Il fondatore della startup

«Per noi è un giorno di gioia, che deriva da due anni di sacrifici e studi», ha spiegato Ivan Taddei, fondatore della startup Sintwin. «Le bambole – ha proseguito – non si rivolgono a un cliente tipo o un target specifico. Single, coppie, persone sole, coloro che, per curiosità o necessità, si avvicinano a questo mondo non sono esclusi. Negli ultimi giorni, riguardo all’apertura del nostro showroom, abbiamo letto dichiarazioni che definire sorprendenti è poco. Parole come “maschilismo”, “mercificazione”, “oggettificazione”, “gratificazione solipsistica” sono state lanciate con una facilità che rivela non un’analisi del fenomeno, ma una reazione istintiva a qualcosa che non si conosce». Secondo Taddei, deve essere fatta chiarezza su una differenza: «Non sono le donne ad essere trattate come oggetti: sono gli oggetti a essere trattati come donne. Una bambola non sostituisce una donna, non limita la sua libertà, non riduce la sua dignità. È un supporto simulativo, non la rappresentazione di un genere da dominare». Con queste parole l’ideatore della startup ha cercato di rispondere ai giudizi espressi dalle segretarie del Pd Marika Menozzi e Patrizia Bellelli, che avevano definito le bambole un prodotto capace di cristallizzare stereotipi e mercificare le donne.

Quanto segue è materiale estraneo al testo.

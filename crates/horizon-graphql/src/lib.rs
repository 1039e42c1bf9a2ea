//! GraphQL client pipeline for Horizon applications.
//!
//! Every operation runs through an ordered chain of links: credential
//! attachment, failure diagnostics, a general retry stage, an authorization
//! retry stage, and finally a router that picks one of three transports.
//! Subscriptions go out over a shared WebSocket connection with keep-alive
//! probing and automatic reconnection; batch-hinted mutations coalesce into
//! windowed JSON-array requests; everything else is a single HTTP POST.
//!
//! # Example
//!
//! ```ignore
//! use std::sync::Arc;
//! use horizon_graphql::{Client, Operation, StaticToken};
//!
//! #[tokio::main]
//! async fn main() -> horizon_graphql::Result<()> {
//!     let client = Client::builder("https://api.example.com/graphql")
//!         .credentials(Arc::new(StaticToken::new("token")))
//!         .build()?;
//!
//!     // single request
//!     let viewer: serde_json::Value = client.query("{ viewer { name } }").await?;
//!
//!     // batched mutation
//!     let response = client
//!         .execute(Operation::mutation("mutation { bump }").batched())
//!         .await?;
//!
//!     // subscription over the shared WebSocket connection
//!     let mut stream = client
//!         .subscribe(Operation::subscription("subscription { tick }"))
//!         .await?;
//!     while let Some(message) = stream.next().await {
//!         println!("{message:?}");
//!     }
//!     Ok(())
//! }
//! ```

mod cache;
mod client;
mod error;
pub mod link;
mod operation;
mod response;
pub mod transport;

pub use cache::{DefaultOptions, FetchPolicy, QueryCache, WatchQueryOptions};
pub use client::{Client, ClientBuilder, QueryUpdate, UpdateSource, WatchedQuery};
pub use error::{ClientError, Result};
pub use link::{
    CredentialProvider, Link, LinkChain, NextLink, OperationOutcome, RetryCondition, RetryPolicy,
    SharedToken, StaticToken,
};
pub use operation::{Operation, OperationContext, OperationType};
pub use response::{GraphQLError, GraphQLLocation, GraphQLResponse, PathSegment};
pub use transport::{
    BatchConfig, KeepAliveConfig, RoutingTable, StreamingConfig, SubscriptionMessage,
    SubscriptionStream, TransportKind,
};
mod cli;
mod commands;
mod infra;
mod pages;
mod routes;
mod server;

use cheongyak::error::AppError;

pub async fn run() -> Result<(), AppError> {
    cli::run().await
}
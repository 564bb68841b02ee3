use cheongyak::listings::catalog::{resident_catalog, HOUSE_TYPES, SIZE_PRESETS};
use cheongyak::listings::{
    decode, encode, encode_submission, AmountRange, FilterSelection, ListingStatus, SizeBand,
    SortDirection, SortKey,
};

fn sorted(mut values: Vec<String>) -> Vec<String> {
    values.sort();
    values
}

fn selection_from_form() -> FilterSelection {
    let mut selection = FilterSelection::default();
    selection.toggle_region("부산");
    selection.toggle_region("서울");
    for house_type in HOUSE_TYPES.iter().take(2) {
        selection.toggle_house_type(house_type);
    }
    for preset in SIZE_PRESETS.iter().skip(3) {
        selection.toggle_size_band(preset.band);
    }
    selection.set_deposit_range(AmountRange::new(Some(100), Some(25_000)));
    selection.set_rent_range(AmountRange::new(Some(5), None));
    for resident in resident_catalog().iter().filter(|r| r.starts_with("신혼")) {
        selection.toggle_resident(resident);
    }
    selection.set_status(Some(ListingStatus::Planned));
    selection.toggle_sort(SortKey::Deposit, SortDirection::Descending);
    selection
}

#[test]
fn form_selection_survives_a_round_trip() {
    let selection = selection_from_form().with_page(2);
    let decoded = decode(&encode(&selection));

    assert_eq!(sorted(decoded.regions.clone()), sorted(selection.regions.clone()));
    assert_eq!(decoded.house_types, selection.house_types);
    assert_eq!(decoded.size_bands, selection.size_bands);
    assert_eq!(decoded.residents, vec!["신혼부부", "신혼부부(주거약자용)"]);
    assert_eq!(decoded, selection);
}

#[test]
fn unbounded_size_band_round_trips_through_trailing_comma() {
    let mut selection = FilterSelection::default();
    selection.toggle_size_band(SizeBand::new(25.0, None));

    let encoded = encode(&selection);
    assert_eq!(encoded, "sizes=25.0%2C&page=1");
    assert_eq!(decode(&encoded).size_bands, vec![SizeBand::new(25.0, None)]);
}

#[test]
fn repeated_region_keys_match_comma_list() {
    let expected = vec!["서울".to_string(), "경기".to_string()];
    assert_eq!(decode("region=서울&region=경기").regions, expected);
    assert_eq!(decode("region=서울,경기").regions, expected);
    assert_eq!(
        decode("region=%EC%84%9C%EC%9A%B8%2C%EA%B2%BD%EA%B8%B0").regions,
        expected
    );
}

#[test]
fn fresh_submission_lands_on_first_page() {
    let selection = selection_from_form().with_page(7);
    assert!(encode(&selection).ends_with("page=7"));
    assert!(encode_submission(&selection).ends_with("page=1"));
}

#[test]
fn sort_toggle_cycles_back_to_inactive() {
    let selection = FilterSelection::default();
    let once = selection.with_sort_toggled(SortKey::Rent, SortDirection::Ascending);
    assert!(encode(&once).contains("ordering=rent"));

    let twice = once.with_sort_toggled(SortKey::Rent, SortDirection::Ascending);
    assert_eq!(twice.sort, None);
    assert_eq!(encode(&twice), "page=1");
}

#[test]
fn empty_query_decodes_to_default() {
    assert_eq!(decode(""), FilterSelection::default());
    assert_eq!(decode("?"), FilterSelection::default());
    assert!(decode("utm_source=kakao").is_unfiltered());
}

#[test]
fn fractional_size_bands_survive_a_round_trip() {
    let mut selection = FilterSelection::default();
    selection.toggle_size_band(SizeBand::new(12.25, Some(18.75)));
    selection.toggle_size_band(SizeBand::new(30.5, None));

    let encoded = encode(&selection);
    assert!(encoded.contains("12.25%2C18.75"));
    assert_eq!(decode(&encoded).size_bands, selection.size_bands);
}
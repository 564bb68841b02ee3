//! Query-string mapping for [`FilterSelection`].
//!
//! Two spellings exist. The browser query (`encode`/`decode`) is what the
//! listing page links to; the units API query (`api_query`) is what gets
//! proxied upstream. Multi-valued fields join with `,`, except size bands in
//! the browser query which join with `|` because each token already contains
//! a comma. Amounts are held in 만원 and written in 원. Blank list entries and
//! amounts too large to express in 원 are left out of both spellings.

use super::filter::{
    insert_unique, AmountRange, FilterSelection, ListingStatus, SizeBand, Sort, SortDirection,
    SortKey,
};
use crate::money::WON_PER_MANWON;
use url::form_urlencoded;

const LIST_SEPARATOR: &str = ",";
const SIZE_SEPARATOR: &str = "|";

/// Browser query for `selection`, keeping its page. Empty fields are omitted
/// and `page` always comes last.
pub fn encode(selection: &FilterSelection) -> String {
    let mut serializer = form_urlencoded::Serializer::new(String::new());

    if let Some(regions) = join_list(&selection.regions) {
        serializer.append_pair("region", &regions);
    }
    if let Some(house_types) = join_list(&selection.house_types) {
        serializer.append_pair("houseTypes", &house_types);
    }
    if !selection.size_bands.is_empty() {
        let tokens: Vec<String> = selection.size_bands.iter().map(SizeBand::token).collect();
        serializer.append_pair("sizes", &tokens.join(SIZE_SEPARATOR));
    }
    for (key, value) in amount_pairs(selection) {
        serializer.append_pair(key, &value);
    }
    if let Some(status) = selection.status {
        serializer.append_pair("status", status.as_param());
    }
    if let Some(residents) = join_list(&selection.residents) {
        serializer.append_pair("residents", &residents);
    }
    if let Some(sort) = selection.sort {
        serializer.append_pair("ordering", &sort.ordering());
    }
    serializer.append_pair("page", &selection.page.max(1).to_string());

    serializer.finish()
}

/// Browser query for a fresh filter submission: always lands on page 1.
pub fn encode_submission(selection: &FilterSelection) -> String {
    encode(&selection.with_page(1))
}

/// Decodes a browser query (with or without the leading `?`).
///
/// Never fails: repeated keys and comma lists merge into one set, malformed
/// tokens are dropped, and unknown keys are ignored. The units API spellings
/// (`house_types`, `size`) and the form's 만원 amount fields (`*_man`) are
/// accepted as well.
pub fn decode(query: &str) -> FilterSelection {
    let query = query.trim().trim_start_matches('?');
    let mut selection = FilterSelection::default();
    let mut ordering: Option<Sort> = None;
    let mut legacy_sort: Option<Sort> = None;

    for (key, value) in form_urlencoded::parse(query.as_bytes()) {
        match key.as_ref() {
            "region" => merge_list(&mut selection.regions, &value),
            "houseTypes" | "house_types" => merge_list(&mut selection.house_types, &value),
            "residents" => merge_list(&mut selection.residents, &value),
            "sizes" => {
                for band in value.split(SIZE_SEPARATOR).filter_map(SizeBand::parse_token) {
                    insert_unique(&mut selection.size_bands, band);
                }
            }
            "size" => {
                for band in parse_flat_size_list(&value) {
                    insert_unique(&mut selection.size_bands, band);
                }
            }
            "deposit_min" => set_won(&mut selection.deposit_range.min, &value),
            "deposit_max" => set_won(&mut selection.deposit_range.max, &value),
            "rent_min" => set_won(&mut selection.rent_range.min, &value),
            "rent_max" => set_won(&mut selection.rent_range.max, &value),
            "deposit_min_man" => set_manwon(&mut selection.deposit_range.min, &value),
            "deposit_max_man" => set_manwon(&mut selection.deposit_range.max, &value),
            "rent_min_man" => set_manwon(&mut selection.rent_range.min, &value),
            "rent_max_man" => set_manwon(&mut selection.rent_range.max, &value),
            "status" => {
                if let Some(status) = ListingStatus::from_param(&value) {
                    selection.status = Some(status);
                }
            }
            "ordering" => {
                if let Some(sort) = Sort::from_ordering(&value) {
                    ordering = Some(sort);
                }
            }
            "deposit" => {
                if let Some(direction) = SortDirection::from_label(&value) {
                    legacy_sort = Some(Sort::new(SortKey::Deposit, direction));
                }
            }
            "monthly" => {
                if let Some(direction) = SortDirection::from_label(&value) {
                    legacy_sort = Some(Sort::new(SortKey::Rent, direction));
                }
            }
            "page" => {
                if let Some(page) = value.trim().parse::<u32>().ok().filter(|page| *page > 0) {
                    selection.page = page;
                }
            }
            _ => {}
        }
    }

    selection.sort = ordering.or(legacy_sort);
    selection
}

/// Query pairs for `GET /api/units/`. Amounts go out in 원, regions repeat
/// the key, and size tokens are flattened into one comma list.
pub fn api_query(selection: &FilterSelection, page_size: u32) -> Vec<(&'static str, String)> {
    let mut pairs = vec![
        ("page", selection.page.max(1).to_string()),
        ("page_size", page_size.to_string()),
    ];

    for region in non_blank(&selection.regions) {
        pairs.push(("region", region.to_string()));
    }
    if let Some(house_types) = join_list(&selection.house_types) {
        pairs.push(("house_types", house_types));
    }
    if !selection.size_bands.is_empty() {
        let tokens: Vec<String> = selection.size_bands.iter().map(SizeBand::token).collect();
        pairs.push(("size", tokens.join(",")));
    }
    pairs.extend(amount_pairs(selection));
    if let Some(status) = selection.status {
        pairs.push(("status", status.as_param().to_string()));
    }
    if let Some(residents) = join_list(&selection.residents) {
        pairs.push(("residents", residents));
    }
    if let Some(sort) = selection.sort {
        pairs.push(("ordering", sort.ordering()));
    }

    pairs
}

fn amount_pairs(selection: &FilterSelection) -> Vec<(&'static str, String)> {
    let ranges: [(&'static str, &'static str, &AmountRange); 2] = [
        ("deposit_min", "deposit_max", &selection.deposit_range),
        ("rent_min", "rent_max", &selection.rent_range),
    ];

    let mut pairs = Vec::new();
    for (min_key, max_key, range) in ranges {
        if let Some(min) = range.min.and_then(manwon_to_won_param) {
            pairs.push((min_key, min));
        }
        if let Some(max) = range.max.and_then(manwon_to_won_param) {
            pairs.push((max_key, max));
        }
    }
    pairs
}

/// `None` when the amount overflows 원.
fn manwon_to_won_param(manwon: u64) -> Option<String> {
    manwon
        .checked_mul(WON_PER_MANWON)
        .map(|won| won.to_string())
}

fn non_blank(values: &[String]) -> impl Iterator<Item = &str> {
    values
        .iter()
        .map(|value| value.trim())
        .filter(|value| !value.is_empty())
}

/// `None` when nothing but blanks is left.
fn join_list(values: &[String]) -> Option<String> {
    let joined = non_blank(values).collect::<Vec<_>>().join(LIST_SEPARATOR);
    (!joined.is_empty()).then_some(joined)
}

fn merge_list(target: &mut Vec<String>, raw: &str) {
    for value in raw.split(LIST_SEPARATOR) {
        let value = value.trim();
        if !value.is_empty() {
            insert_unique(target, value.to_string());
        }
    }
}

/// `"0.0,10.0,25.0,"` → `[0,10)`, `[25,∞)`. A dangling lower bound with no
/// separator after it is dropped.
fn parse_flat_size_list(raw: &str) -> Vec<SizeBand> {
    let parts: Vec<&str> = raw.split(',').collect();
    parts
        .chunks(2)
        .filter(|pair| pair.len() == 2)
        .filter_map(|pair| SizeBand::parse_token(&format!("{},{}", pair[0], pair[1])))
        .collect()
}

/// 원 → 만원, rounding to the nearest 만원. Blank or non-numeric input leaves
/// the bound unset.
fn set_won(target: &mut Option<u64>, raw: &str) {
    if let Ok(won) = raw.trim().parse::<u64>() {
        *target = Some(won.saturating_add(WON_PER_MANWON / 2) / WON_PER_MANWON);
    }
}

/// Amounts that would overflow once written back in 원 are ignored, matching
/// what `encode` drops.
fn set_manwon(target: &mut Option<u64>, raw: &str) {
    if let Ok(manwon) = raw.trim().parse::<u64>() {
        if manwon_to_won_param(manwon).is_some() {
            *target = Some(manwon);
        }
    }
}

#[cfg(test)]
mod tests {
    use super::*;

    fn sample() -> FilterSelection {
        FilterSelection {
            regions: vec!["서울".to_string(), "경기".to_string()],
            house_types: vec!["행복주택".to_string(), "공공임대".to_string()],
            size_bands: vec![
                SizeBand::new(0.0, Some(10.0)),
                SizeBand::new(25.0, None),
            ],
            deposit_range: AmountRange::new(Some(500), Some(10_000)),
            rent_range: AmountRange::new(None, Some(50)),
            residents: vec!["청년".to_string(), "고령자(주거약자용)".to_string()],
            status: Some(ListingStatus::Ongoing),
            sort: Some(Sort::new(SortKey::Rent, SortDirection::Descending)),
            page: 3,
        }
    }

    #[test]
    fn default_selection_encodes_page_only() {
        assert_eq!(encode(&FilterSelection::default()), "page=1");
    }

    #[test]
    fn encode_orders_keys_and_puts_page_last() {
        let encoded = encode(&sample());
        let keys: Vec<String> = form_urlencoded::parse(encoded.as_bytes())
            .map(|(key, _)| key.into_owned())
            .collect();
        assert_eq!(
            keys,
            vec![
                "region",
                "houseTypes",
                "sizes",
                "deposit_min",
                "deposit_max",
                "rent_max",
                "status",
                "residents",
                "ordering",
                "page"
            ]
        );
    }

    #[test]
    fn amounts_are_written_in_won_once() {
        let pairs: Vec<(String, String)> = form_urlencoded::parse(encode(&sample()).as_bytes())
            .into_owned()
            .collect();
        let lookup = |key: &str| {
            pairs
                .iter()
                .find(|(candidate, _)| candidate == key)
                .map(|(_, value)| value.clone())
        };
        assert_eq!(lookup("deposit_min").as_deref(), Some("5000000"));
        assert_eq!(lookup("deposit_max").as_deref(), Some("100000000"));
        assert_eq!(lookup("rent_max").as_deref(), Some("500000"));
        assert_eq!(lookup("rent_min"), None);
        assert_eq!(lookup("sizes").as_deref(), Some("0.0,10.0|25.0,"));
    }

    #[test]
    fn blank_list_values_emit_no_keys() {
        let selection = FilterSelection {
            regions: vec![String::new()],
            house_types: vec![" ".to_string()],
            residents: vec![String::new(), "청년".to_string()],
            ..FilterSelection::default()
        };

        assert_eq!(encode(&selection), "residents=%EC%B2%AD%EB%85%84&page=1");
        let keys: Vec<&str> = api_query(&selection, 8).iter().map(|(key, _)| *key).collect();
        assert_eq!(keys, vec!["page", "page_size", "residents"]);
    }

    #[test]
    fn amounts_beyond_won_range_are_dropped_both_ways() {
        let too_large = u64::MAX / WON_PER_MANWON + 1;
        let largest = u64::MAX / WON_PER_MANWON;
        let selection = FilterSelection {
            deposit_range: AmountRange::new(Some(largest), Some(too_large)),
            ..FilterSelection::default()
        };

        let encoded = encode(&selection);
        assert!(!encoded.contains("deposit_max"));
        assert_eq!(
            decode(&encoded).deposit_range,
            AmountRange::new(Some(largest), None)
        );
        assert!(api_query(&selection, 8)
            .iter()
            .all(|(key, _)| *key != "deposit_max"));

        let decoded = decode(&format!("deposit_max_man={too_large}"));
        assert_eq!(decoded.deposit_range, AmountRange::default());
    }

    #[test]
    fn decode_inverts_encode() {
        let selection = sample();
        assert_eq!(decode(&encode(&selection)), selection);
    }

    #[test]
    fn submission_resets_page() {
        let decoded = decode(&encode_submission(&sample()));
        assert_eq!(decoded.page, 1);
        assert_eq!(decoded.regions, sample().regions);
    }

    #[test]
    fn repeated_and_comma_regions_decode_alike() {
        let repeated = decode("region=서울&region=경기");
        let joined = decode("region=서울,경기");
        assert_eq!(repeated.regions, vec!["서울", "경기"]);
        assert_eq!(repeated, joined);
    }

    #[test]
    fn malformed_values_degrade_to_defaults() {
        let decoded = decode(
            "sizes=25.0|abc,def|10.0,15.0&deposit_min=lots&status=archived&ordering=size&page=0",
        );
        assert_eq!(decoded.size_bands, vec![SizeBand::new(10.0, Some(15.0))]);
        assert_eq!(decoded.deposit_range, AmountRange::default());
        assert_eq!(decoded.status, None);
        assert_eq!(decoded.sort, None);
        assert_eq!(decoded.page, 1);
    }

    #[test]
    fn blank_form_fields_are_absent() {
        let decoded = decode("?region=&deposit_min_man=&rent_max_man=40&page=");
        assert!(decoded.regions.is_empty());
        assert_eq!(decoded.deposit_range, AmountRange::default());
        assert_eq!(decoded.rent_range, AmountRange::new(None, Some(40)));
    }

    #[test]
    fn legacy_sort_keys_are_understood() {
        let decoded = decode("deposit=낮은순");
        assert_eq!(
            decoded.sort,
            Some(Sort::new(SortKey::Deposit, SortDirection::Ascending))
        );

        let decoded = decode("deposit=낮은순&ordering=-rent");
        assert_eq!(
            decoded.sort,
            Some(Sort::new(SortKey::Rent, SortDirection::Descending))
        );
    }

    #[test]
    fn api_spelling_decodes_size_pairs() {
        let decoded = decode("house_types=국민임대&size=0.0,10.0,25.0,");
        assert_eq!(decoded.house_types, vec!["국민임대"]);
        assert_eq!(
            decoded.size_bands,
            vec![SizeBand::new(0.0, Some(10.0)), SizeBand::new(25.0, None)]
        );
    }

    #[test]
    fn out_of_vocabulary_values_pass_through() {
        let decoded = decode("region=Atlantis&houseTypes=장기전세");
        assert_eq!(decoded.regions, vec!["Atlantis"]);
        assert_eq!(decoded.house_types, vec!["장기전세"]);
    }

    #[test]
    fn api_query_uses_upstream_keys() {
        let pairs = api_query(&sample(), 8);
        let expected: Vec<(&str, String)> = vec![
            ("page", "3".to_string()),
            ("page_size", "8".to_string()),
            ("region", "서울".to_string()),
            ("region", "경기".to_string()),
            ("house_types", "행복주택,공공임대".to_string()),
            ("size", "0.0,10.0,25.0,".to_string()),
            ("deposit_min", "5000000".to_string()),
            ("deposit_max", "100000000".to_string()),
            ("rent_max", "500000".to_string()),
            ("status", "ongoing".to_string()),
            ("residents", "청년,고령자(주거약자용)".to_string()),
            ("ordering", "-rent".to_string()),
        ];
        assert_eq!(pairs, expected);
    }
}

I partecipanti all’inaugurazione

Sulla porta e sullo zerbino la scritta Sintwin (“Sorelle del peccato”) non lascia intuire facilmente di cosa si tratti. C’è chi è passato proprio lì davanti, guardando la folla davanti all’ingresso dello showroom, senza capire il significato di questa nuova apertura. Eppure, molti dei partecipanti non si trovavano casualmente in viale Francesco Crispi. Non sono stati comunque solo uomini a definirlo un progetto innovativo, ma anche alcune donne: «I sex toys esistono da anni. Al posto di una prostituzione in carne ed ossa possiamo vederci qualcosa di un po' intimo e meno pericoloso. Non vengono sfruttate delle donne».